Everything You Need to Know About the “Right to Be Forgotten”

General Data Protection Regulation (GDPR) applies to the EU citizens and the businesses who operate with them even if they are outside the EU in order to protect the privacy rights of the data subjects. The EU parliament adopted the right to be forgotten or the right to erasure in 2014 to give the individuals a right to a data erasure request from the companies. Complying with this law can, surely, be a burden on most organizations, therefore, an efficient data privacy tool like Ethyca makes compliance with GDPR a breeze.

If you’re interested in knowing the details regarding the right to be forgotten, this article will provide you with everything you need to know about it. Read below!

What Actually Is the Right to Be Forgotten

Article 17 of the GDPR states that the data subject has the right to get their personal data deleted by the controller (holder of the data) without undue delay, where applicable.

Here, an undue delay means that it shouldn’t take more than 1 month for the organization to get the personal data removed.

When Is the Right to Be Forgotten Applicable

The right to be forgotten is only “valid” when it fulfills one of the conditions listed below:

  • The personal data of the subject was unlawfully processed by the holder.
  • The data of the subject is outdated or irrelevant on the internet.
  • The data was stolen and modified.
  • The company is using the individual’s personal data merely for marketing purposes.
  • The data that the holder originally collected no longer serves the primary purpose.

What Are the Exceptions to the Right to Be Forgotten?

The right to be forgotten doesn’t apply to the individuals in the following conditions:

  • The data is essential for the health of the public.
  • The data holds significance for scientific or historical research, so it should be made available to the public.
  • The data is being used for a legal proceeding.
  • The data must be made available to exercise the right of freedom of information and expression.

In addition to this, an organization can ask for a “reasonable” fee from the data subject or reject their request on the basis that the request is excessive or unfounded.

Right to Be Forgotten Request Template

The request for data erasure can be made verbally as well as in writing by the individual.
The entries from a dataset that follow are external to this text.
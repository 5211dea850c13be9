use anyhow::{anyhow, Context, Result};
use log::{debug, warn};
use serde::Deserialize;
use std::{
    collections::BTreeMap as Map,
    fs::File,
    io,
    process::{Command, Output, Stdio},
    time::Duration,
};
use tempfile::TempDir;

use crate::{
    error::ProvisionError,
    models::{
        Container, ContainerId, ContainerName, ContainerSpec, ContainerStatus, HealthCheckSpec,
        HealthCommand, HealthStatus, Image, ImageId, ImageName, ImageSpec, Mount, RestartPolicy,
    },
    services::ContainerBackend,
};

/// Drives a docker compatible engine CLI (`docker` or `podman`).
pub struct EngineBackend {
    program: String,
}

#[derive(Debug, Deserialize)]
#[serde(rename_all = "PascalCase")]
struct ImageInspect {
    id: String,
    config: Option<ImageConfigInspect>,
}

#[derive(Debug, Deserialize)]
#[serde(rename_all = "PascalCase")]
struct ImageConfigInspect {
    labels: Option<Map<String, String>>,
}

#[derive(Debug, Deserialize)]
#[serde(rename_all = "PascalCase")]
struct ContainerInspect {
    id: String,
    name: String,
    image: String,
    state: StateInspect,
    config: ContainerConfigInspect,
    host_config: Option<HostConfigInspect>,
}

#[derive(Debug, Deserialize)]
#[serde(rename_all = "PascalCase")]
struct StateInspect {
    status: String,
    // podman reports this as `Healthcheck`
    #[serde(alias = "Healthcheck")]
    health: Option<HealthInspect>,
}

#[derive(Debug, Deserialize)]
#[serde(rename_all = "PascalCase")]
struct HealthInspect {
    status: String,
}

#[derive(Debug, Deserialize)]
#[serde(rename_all = "PascalCase")]
struct ContainerConfigInspect {
    labels: Option<Map<String, String>>,
}

#[derive(Debug, Deserialize)]
#[serde(rename_all = "PascalCase")]
struct HostConfigInspect {
    restart_policy: Option<RestartPolicyInspect>,
}

#[derive(Debug, Deserialize)]
#[serde(rename_all = "PascalCase")]
struct RestartPolicyInspect {
    name: String,
}

fn container_status(status: &str) -> ContainerStatus {
    match status {
        "created" | "configured" => ContainerStatus::Created,
        "running" | "restarting" => ContainerStatus::Running,
        "exited" | "dead" | "stopped" => ContainerStatus::Exited,
        status => {
            warn!("unknown container status: {:?}", status);
            ContainerStatus::Unknown
        }
    }
}

fn health_status(status: &str) -> Option<HealthStatus> {
    match status {
        "starting" => Some(HealthStatus::Starting),
        "healthy" => Some(HealthStatus::Healthy),
        "unhealthy" => Some(HealthStatus::Unhealthy),
        _ => None,
    }
}

impl From<ContainerInspect> for Container {
    fn from(inspect: ContainerInspect) -> Container {
        let health = inspect
            .state
            .health
            .as_ref()
            .and_then(|health| health_status(&health.status));

        let restart_policy = inspect
            .host_config
            .and_then(|host_config| host_config.restart_policy)
            .and_then(|policy| RestartPolicy::from_engine_name(&policy.name));

        Container {
            id: ContainerId(inspect.id),
            name: ContainerName(inspect.name.trim_start_matches('/').to_owned()),
            image: ImageId(inspect.image),
            status: container_status(&inspect.state.status),
            health,
            restart_policy,
            labels: inspect.config.labels.unwrap_or_else(Default::default),
        }
    }
}

fn parse_containers(json: &str) -> Result<Vec<Container>> {
    let inspect: Vec<ContainerInspect> =
        serde_json::from_str(json).context("unexpected container inspect output")?;
    Ok(inspect.into_iter().map(Container::from).collect())
}

fn parse_image(json: &str) -> Result<Option<Image>> {
    let inspect: Vec<ImageInspect> =
        serde_json::from_str(json).context("unexpected image inspect output")?;

    Ok(inspect.into_iter().next().map(|image| Image {
        id: ImageId(image.id),
        labels: image
            .config
            .and_then(|config| config.labels)
            .unwrap_or_else(Default::default),
    }))
}

fn not_found(output: &Output) -> bool {
    let stderr = String::from_utf8_lossy(&output.stderr).to_ascii_lowercase();
    stderr.contains("no such") || stderr.contains("not found") || stderr.contains("not known")
}

/// Go style duration understood by the engine's `--health-*` flags.
fn go_duration(duration: Duration) -> String {
    if duration.subsec_millis() == 0 {
        format!("{}s", duration.as_secs())
    } else {
        format!("{}ms", duration.as_millis())
    }
}

fn mount_arg(mount: &Mount) -> String {
    match mount {
        Mount::Bind {
            source,
            target,
            read_only,
        } => {
            let mut arg = format!(
                "type=bind,source={},target={}",
                source.display(),
                target.display()
            );
            if *read_only {
                arg.push_str(",readonly");
            }
            arg
        }
        Mount::Volume {
            name,
            target,
            read_only,
        } => {
            let mut arg = format!("type=volume,source={},target={}", name, target.display());
            if *read_only {
                arg.push_str(",readonly");
            }
            arg
        }
        Mount::Tmpfs { target, size } => {
            let mut arg = format!("type=tmpfs,target={}", target.display());
            if let Some(size) = size {
                arg.push_str(&format!(",tmpfs-size={}", size));
            }
            arg
        }
    }
}

fn health_args(health_check: &HealthCheckSpec) -> Vec<String> {
    let command = match &health_check.command {
        HealthCommand::Shell(command) => command.clone(),
        HealthCommand::Exec(argv) => shell_words::join(argv),
    };

    vec![
        "--health-cmd".into(),
        command,
        "--health-interval".into(),
        go_duration(health_check.interval),
        "--health-timeout".into(),
        go_duration(health_check.timeout),
        "--health-retries".into(),
        health_check.retries.to_string(),
        "--health-start-period".into(),
        go_duration(health_check.start_period),
    ]
}

/// Arguments for `create`, in the order the engine expects them.
fn create_args(spec: &ContainerSpec) -> Vec<String> {
    let mut args = vec!["create".to_owned(), "--name".into(), spec.name.0.clone()];

    for (key, value) in spec.labels.iter() {
        args.push("--label".into());
        args.push(format!("{}={}", key, value));
    }

    for port in spec.ports.iter() {
        args.push("--publish".into());
        args.push(format!(
            "{}:{}/{}",
            port.external,
            port.internal,
            port.protocol.as_str()
        ));
    }

    for mount in spec.all_mounts().iter() {
        args.push("--mount".into());
        args.push(mount_arg(mount));
    }

    args.push("--restart".into());
    args.push(spec.restart_policy.engine_name().into());

    if let Some(health_check) = &spec.health_check {
        args.extend(health_args(health_check));
    }

    args.push(spec.image_name.0.clone());
    args
}

fn remove_args(id: &ContainerId, remove_volumes: bool) -> Vec<&str> {
    let mut args = vec!["rm"];
    if remove_volumes {
        args.push("--volumes");
    }
    args.push(&id.0);
    args
}

fn build_args(spec: &ImageSpec, labels: &Map<String, String>, iid_file: &str) -> Vec<String> {
    let mut args = vec![
        "build".to_owned(),
        "--tag".into(),
        spec.name.0.clone(),
        "--file".into(),
        spec.dockerfile.to_string_lossy().into_owned(),
        "--iidfile".into(),
        iid_file.to_owned(),
    ];

    for (key, value) in labels.iter() {
        args.push("--label".into());
        args.push(format!("{}={}", key, value));
    }

    // the context is streamed on stdin
    args.push("-".into());
    args
}

impl EngineBackend {
    /// Checks that the engine is installed and its daemon answers.
    pub fn connect<P: Into<String>>(program: P) -> Result<EngineBackend> {
        let backend = EngineBackend {
            program: program.into(),
        };

        let output = backend.output(&["info"])?;
        if !output.status.success() {
            return Err(ProvisionError::EngineUnavailable {
                engine: backend.program.clone(),
                reason: String::from_utf8_lossy(&output.stderr).trim().to_owned(),
            }
            .into());
        }

        Ok(backend)
    }

    fn command<S: AsRef<str>>(&self, args: &[S]) -> Command {
        let mut command = Command::new(&self.program);
        command.args(args.iter().map(|arg| arg.as_ref()));
        debug!(
            "{} {}",
            self.program,
            shell_words::join(args.iter().map(|arg| arg.as_ref()))
        );
        command
    }

    fn unavailable(&self, err: io::Error) -> anyhow::Error {
        ProvisionError::EngineUnavailable {
            engine: self.program.clone(),
            reason: format!("failed to invoke `{}`: {}", self.program, err),
        }
        .into()
    }

    fn output<S: AsRef<str>>(&self, args: &[S]) -> Result<Output> {
        self.command(args)
            .stdin(Stdio::null())
            .output()
            .map_err(|err| self.unavailable(err))
    }

    /// Runs the engine and returns its stdout, failing on a non-zero exit.
    fn run<S: AsRef<str>>(&self, args: &[S]) -> Result<String> {
        let output = self.output(args)?;
        if !output.status.success() {
            return Err(anyhow!(
                "`{} {}` failed: {}",
                self.program,
                args.first().map(|arg| arg.as_ref()).unwrap_or(""),
                String::from_utf8_lossy(&output.stderr).trim()
            ));
        }

        Ok(String::from_utf8_lossy(&output.stdout).into_owned())
    }

    fn inspect_containers(&self, ids: &[String]) -> Result<Vec<Container>> {
        if ids.is_empty() {
            return Ok(Vec::new());
        }

        let mut args = vec!["container".to_owned(), "inspect".into()];
        args.extend(ids.iter().cloned());
        parse_containers(&self.run(&args)?)
    }
}

impl ContainerBackend for EngineBackend {
    fn get_image(&mut self, name: &ImageName) -> Result<Option<Image>> {
        let output = self.output(&["image", "inspect", name.0.as_str()])?;
        if !output.status.success() {
            if not_found(&output) {
                return Ok(None);
            }
            return Err(anyhow!(
                "failed to inspect image {}: {}",
                name.0,
                String::from_utf8_lossy(&output.stderr).trim()
            ));
        }

        parse_image(&String::from_utf8_lossy(&output.stdout))
    }

    fn build_image(
        &mut self,
        spec: &ImageSpec,
        context_archive: &std::path::Path,
        labels: &Map<String, String>,
    ) -> Result<ImageId> {
        let temp_dir = TempDir::new()?;
        let iid_path = temp_dir.path().join("iid");
        let iid_file = iid_path
            .to_str()
            .ok_or_else(|| anyhow!("the temporary directory path is not valid utf-8"))?;

        let context = File::open(context_archive)?;
        let status = self
            .command(&build_args(spec, labels, iid_file))
            .stdin(Stdio::from(context))
            .status()
            .map_err(|err| self.unavailable(err))?;

        if !status.success() {
            return Err(ProvisionError::Build {
                image: spec.name.0.clone(),
                reason: format!("{} build exited with {}", self.program, status),
            }
            .into());
        }

        let image_id = std::fs::read_to_string(&iid_path)
            .with_context(|| format!("{} build did not report an image id", self.program))?;
        temp_dir.close()?;

        Ok(ImageId(image_id.trim().to_owned()))
    }

    fn get_container(&mut self, name: &str) -> Result<Option<Container>> {
        let output = self.output(&["container", "inspect", name])?;
        if !output.status.success() {
            if not_found(&output) {
                return Ok(None);
            }
            return Err(anyhow!(
                "failed to inspect container {}: {}",
                name,
                String::from_utf8_lossy(&output.stderr).trim()
            ));
        }

        Ok(parse_containers(&String::from_utf8_lossy(&output.stdout))?
            .into_iter()
            .next())
    }

    fn list_containers(
        &mut self,
        labels: Vec<(&str, &str)>,
    ) -> Result<Map<ContainerName, Container>> {
        let mut args = vec![
            "ps".to_owned(),
            "--all".into(),
            "--quiet".into(),
            "--no-trunc".into(),
        ];
        for (label, value) in labels.iter() {
            args.push("--filter".into());
            args.push(format!("label={}={}", label, value));
        }

        let ids = self
            .run(&args)?
            .lines()
            .map(str::trim)
            .filter(|line| !line.is_empty())
            .map(str::to_owned)
            .collect::<Vec<_>>();

        let containers = self
            .inspect_containers(&ids)?
            .into_iter()
            .map(|container| (container.name.clone(), container))
            .collect();

        Ok(containers)
    }

    fn create_container(&mut self, spec: ContainerSpec) -> Result<ContainerId> {
        let output = self.run(&create_args(&spec))?;
        let id = output
            .lines()
            .last()
            .map(str::trim)
            .filter(|id| !id.is_empty())
            .ok_or_else(|| anyhow!("{} create did not print a container id", self.program))?;

        Ok(ContainerId(id.to_owned()))
    }

    fn start_container(&mut self, id: &ContainerId) -> Result<()> {
        self.run(&["start", id.0.as_str()])?;
        Ok(())
    }

    fn stop_container(&mut self, id: &ContainerId, timeout: u32) -> Result<()> {
        let timeout = timeout.to_string();
        self.run(&["stop", "--time", timeout.as_str(), id.0.as_str()])?;
        Ok(())
    }

    fn remove_container(&mut self, id: &ContainerId, remove_volumes: bool) -> Result<()> {
        self.run(&remove_args(id, remove_volumes))?;
        Ok(())
    }

    fn update_restart_policy(&mut self, id: &ContainerId, policy: RestartPolicy) -> Result<()> {
        self.run(&["update", "--restart", policy.engine_name(), id.0.as_str()])?;
        Ok(())
    }
}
The data subject is not obliged to request a specific authority in the company as they can make a request to any member of the company.

Therefore, it’s better to use a template to streamline the process and make alterations to it to meet the needs of your organization.

The Pros and Cons of Right to Be Forgotten

This law may be beneficial for individuals to protect their data privacy, however, it also has its concerns. The major pros and cons are jotted down below:


  • The right to be forgotten allows you to get your information removed from a past upload.
  • It gives you an opportunity to take a fresh start, and you can calmly apply to the jobs you want without fearing the judgment of information present on the internet.
  • It helps you to maintain your personal and financial security.


  • You may not always be able to get your request approved as the exceptions listed in the GDPR article 17 may outweigh it.
  • It can limit the freedom of media and journalists.
  • The right to be forgotten may lead to a lack of transparency on the critical information of individuals.